Efficient Noise Mitigation for Enhancing Inference Accuracy in DNNs on Mixed-Signal Accelerators
Seyedarmin Azizi, Mohammad Erfan Sadeghi, Mehdi Kamal, Massoud Pedram
TL;DR
The paper tackles the problem of inference accuracy loss in DNNs deployed on mixed-signal accelerators due to process and aging-induced (temporal) variations. It introduces a probabilistic denoising block that is trained while keeping the backbone fixed, and strategically inserts this block at select layers based on gradient norms to balance denoising effectiveness with parameter overhead. The denoiser predicts a noise mean and variance and denoises in a single pass, using a hardware-friendly implementation that employs a Bottleneck-like structure, Box-Muller based Gaussian noise generation, and parallel 3x3 convolution cores with on-chip memory. Results on ImageNet-1k and CIFAR-10 show substantial robustness gains with only around 2% additional parameters, and modest latency/power overhead when integrated into a mixed-signal accelerator, indicating a practical path to reliable, energy-efficient analog-enabled inference.
Abstract
In this paper, we propose a framework to enhance the robustness of the neural models by mitigating the effects of process-induced and aging-related variations of analog computing components on the accuracy of the analog neural networks. We model these variations as the noise affecting the precision of the activations and introduce a denoising block inserted between selected layers of a pre-trained model. We demonstrate that training the denoising block significantly increases the model's robustness against various noise levels.
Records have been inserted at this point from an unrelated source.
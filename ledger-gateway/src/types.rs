use crate::error::{GatewayError, GatewayResult};
use serde::{Deserialize, Serialize};
use std::collections::BTreeMap;

/// One address or a list of addresses, as accepted on the wire.
#[derive(Debug, Clone, PartialEq, Eq, Serialize, Deserialize)]
#[serde(untagged)]
pub enum AddressArg {
    One(String),
    Many(Vec<String>),
}

impl From<&str> for AddressArg {
    fn from(address: &str) -> Self {
        Self::One(address.to_string())
    }
}

impl From<Vec<String>> for AddressArg {
    fn from(addresses: Vec<String>) -> Self {
        Self::Many(addresses)
    }
}

/// Non-empty ordered address list. Order matters for the cache key, so the
/// same addresses in a different order are a different set.
#[derive(Debug, Clone, PartialEq, Eq, Serialize)]
pub struct AddressSet(Vec<String>);

impl AddressSet {
    pub fn new(addresses: Vec<String>) -> GatewayResult<Self> {
        if addresses.is_empty() {
            return Err(GatewayError::validation("At least one address is required"));
        }
        if addresses.iter().any(|a| a.is_empty()) {
            return Err(GatewayError::validation("Address must not be empty"));
        }

        Ok(Self(addresses))
    }

    pub fn single(address: &str) -> GatewayResult<Self> {
        Self::new(vec![address.to_string()])
    }

    pub fn as_slice(&self) -> &[String] {
        &self.0
    }

    pub fn len(&self) -> usize {
        self.0.len()
    }

    pub fn is_empty(&self) -> bool {
        self.0.is_empty()
    }

    pub fn iter(&self) -> std::slice::Iter<'_, String> {
        self.0.iter()
    }

    pub fn contains(&self, address: &str) -> bool {
        self.0.iter().any(|a| a == address)
    }

    pub fn cache_key(&self) -> String {
        self.0.concat()
    }
}

impl TryFrom<AddressArg> for AddressSet {
    type Error = GatewayError;

    fn try_from(arg: AddressArg) -> GatewayResult<Self> {
        match arg {
            AddressArg::One(address) => Self::new(vec![address]),
            AddressArg::Many(addresses) => Self::new(addresses),
        }
    }
}

fn default_query_mempool() -> bool {
    true
}

#[derive(Debug, Clone, PartialEq, Eq, Serialize, Deserialize)]
pub struct TxidsOptions {
    #[serde(default = "default_query_mempool")]
    pub query_mempool: bool,

    #[serde(default)]
    pub query_mempool_only: bool,

    // Inclusive height range, `start` is the higher bound: results are newest first
    #[serde(default)]
    pub start: Option<u32>,
    #[serde(default)]
    pub end: Option<u32>,
}

impl Default for TxidsOptions {
    fn default() -> Self {
        Self {
            query_mempool: default_query_mempool(),
            query_mempool_only: false,
            start: None,
            end: None,
        }
    }
}

impl TxidsOptions {
    pub fn confirmed_only() -> Self {
        Self {
            query_mempool: false,
            ..Default::default()
        }
    }
}

#[derive(Debug, Clone, Default, PartialEq, Eq, Serialize, Deserialize)]
pub struct HistoryOptions {
    #[serde(default)]
    pub from: Option<usize>,
    #[serde(default)]
    pub to: Option<usize>,

    #[serde(flatten)]
    pub txids: TxidsOptions,
}

#[derive(Debug, Clone, PartialEq, Eq, Serialize, Deserialize)]
pub struct SummaryOptions {
    #[serde(default)]
    pub from: Option<usize>,
    #[serde(default)]
    pub to: Option<usize>,

    #[serde(default = "default_query_mempool")]
    pub query_mempool: bool,

    #[serde(default)]
    pub no_tx_list: bool,
}

impl Default for SummaryOptions {
    fn default() -> Self {
        Self {
            from: None,
            to: None,
            query_mempool: default_query_mempool(),
            no_tx_list: false,
        }
    }
}

/// Confirmed balance of an address set, in satoshis.
#[derive(Debug, Clone, Copy, Default, PartialEq, Eq, Serialize, Deserialize)]
pub struct AddressBalance {
    pub balance: i64,
    pub received: i64,
}

impl AddressBalance {
    pub fn sent(&self) -> i64 {
        self.received - self.balance
    }
}

/// An unconfirmed output paying into the address set.
#[derive(Debug, Clone, PartialEq, Eq, Serialize, Deserialize)]
pub struct MempoolDelta {
    pub address: String,
    pub txid: String,
    pub index: u32,
    pub satoshis: u64,
}

#[derive(Debug, Clone, PartialEq, Eq, Serialize, Deserialize)]
pub struct DetailedInput {
    pub prev_txid: Option<String>,
    pub output_index: Option<u32>,
    pub script: Option<String>,
    pub script_asm: Option<String>,
    pub sequence: u32,
    pub address: Option<String>,
    pub satoshis: u64,
}

#[derive(Debug, Clone, PartialEq, Eq, Serialize, Deserialize)]
pub struct DetailedOutput {
    pub satoshis: u64,
    pub script: String,
    pub script_asm: String,
    pub spent_txid: Option<String>,
    pub spent_index: Option<u32>,
    pub spent_height: Option<i64>,
    pub address: Option<String>,
}

/// A transaction with every input resolved to the address and amount it spends.
/// Carries no confirmation count so a confirmed snapshot never goes stale.
#[derive(Debug, Clone, PartialEq, Eq, Serialize, Deserialize)]
pub struct DetailedTransaction {
    pub hex: String,
    pub hash: String,
    pub block_hash: Option<String>,
    // -1 while in the mempool
    pub height: i64,
    pub block_timestamp: Option<u64>,
    pub version: i32,
    pub locktime: u32,
    pub coinbase: bool,
    pub inputs: Vec<DetailedInput>,
    pub outputs: Vec<DetailedOutput>,
    pub input_satoshis: u64,
    pub output_satoshis: u64,
    pub fee_satoshis: i64,
}

impl DetailedTransaction {
    pub fn is_confirmed(&self) -> bool {
        self.height >= 0 && self.block_hash.is_some()
    }

    pub fn confirmations(&self, tip_height: u64) -> u64 {
        if !self.is_confirmed() {
            return 0;
        }

        let height = self.height as u64;
        tip_height.max(height) - height + 1
    }
}

#[derive(Debug, Clone, Default, PartialEq, Eq, Serialize, Deserialize)]
pub struct AddressDelta {
    pub input_indexes: Vec<usize>,
    pub output_indexes: Vec<usize>,
    pub satoshis: i64,
}

/// Per-address deltas of one transaction plus their sum.
#[derive(Debug, Clone, Default, PartialEq, Eq, Serialize, Deserialize)]
pub struct AddressDetails {
    pub addresses: BTreeMap<String, AddressDelta>,
    pub satoshis: i64,
}

#[derive(Debug, Clone, PartialEq, Eq, Serialize, Deserialize)]
pub struct HistoryItem {
    pub addresses: BTreeMap<String, AddressDelta>,
    pub satoshis: i64,
    pub confirmations: u64,
    pub tx: DetailedTransaction,
}

#[derive(Debug, Clone, PartialEq, Eq, Serialize, Deserialize)]
pub struct AddressHistory {
    pub total_count: usize,
    pub items: Vec<HistoryItem>,
}

#[derive(Debug, Clone, PartialEq, Eq, Serialize, Deserialize)]
pub struct AddressSummary {
    pub appearances: usize,
    pub total_received: i64,
    pub total_spent: i64,
    pub balance: i64,
    pub unconfirmed_appearances: usize,
    pub unconfirmed_balance: i64,
    #[serde(default, skip_serializing_if = "Option::is_none")]
    pub txids: Option<Vec<String>>,
}

#[derive(Debug, Clone, PartialEq, Serialize, Deserialize)]
pub struct BlockOverview {
    pub hash: String,
    pub version: i32,
    pub confirmations: i64,
    pub height: u64,
    pub chain_work: Option<String>,
    pub prev_hash: Option<String>,
    pub next_hash: Option<String>,
    pub merkle_root: String,
    pub time: u64,
    pub median_time: Option<u64>,
    pub nonce: u32,
    pub bits: String,
    pub difficulty: f64,
    pub txids: Vec<String>,
}

/// A block given by hash, or by height (number or short numeric string).
#[derive(Debug, Clone, PartialEq, Eq, Serialize, Deserialize)]
#[serde(untagged)]
pub enum BlockRef {
    Height(u64),
    Hash(String),
}

impl From<&str> for BlockRef {
    fn from(arg: &str) -> Self {
        Self::Hash(arg.to_string())
    }
}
To minimize the overhead associated with adding these blocks, we present an exploration algorithm to identify optimal insertion points for the denoising blocks. Additionally, we propose a specialized architecture to efficiently execute the denoising blocks, which can be integrated into mixed-signal accelerators. We evaluate the effectiveness of our approach using Deep Neural Network (DNN) models trained on the ImageNet and CIFAR-10 datasets. The results show that on average, by accepting 2.03% parameter count overhead, the accuracy drop due to the variations reduces from 31.7% to 1.15%.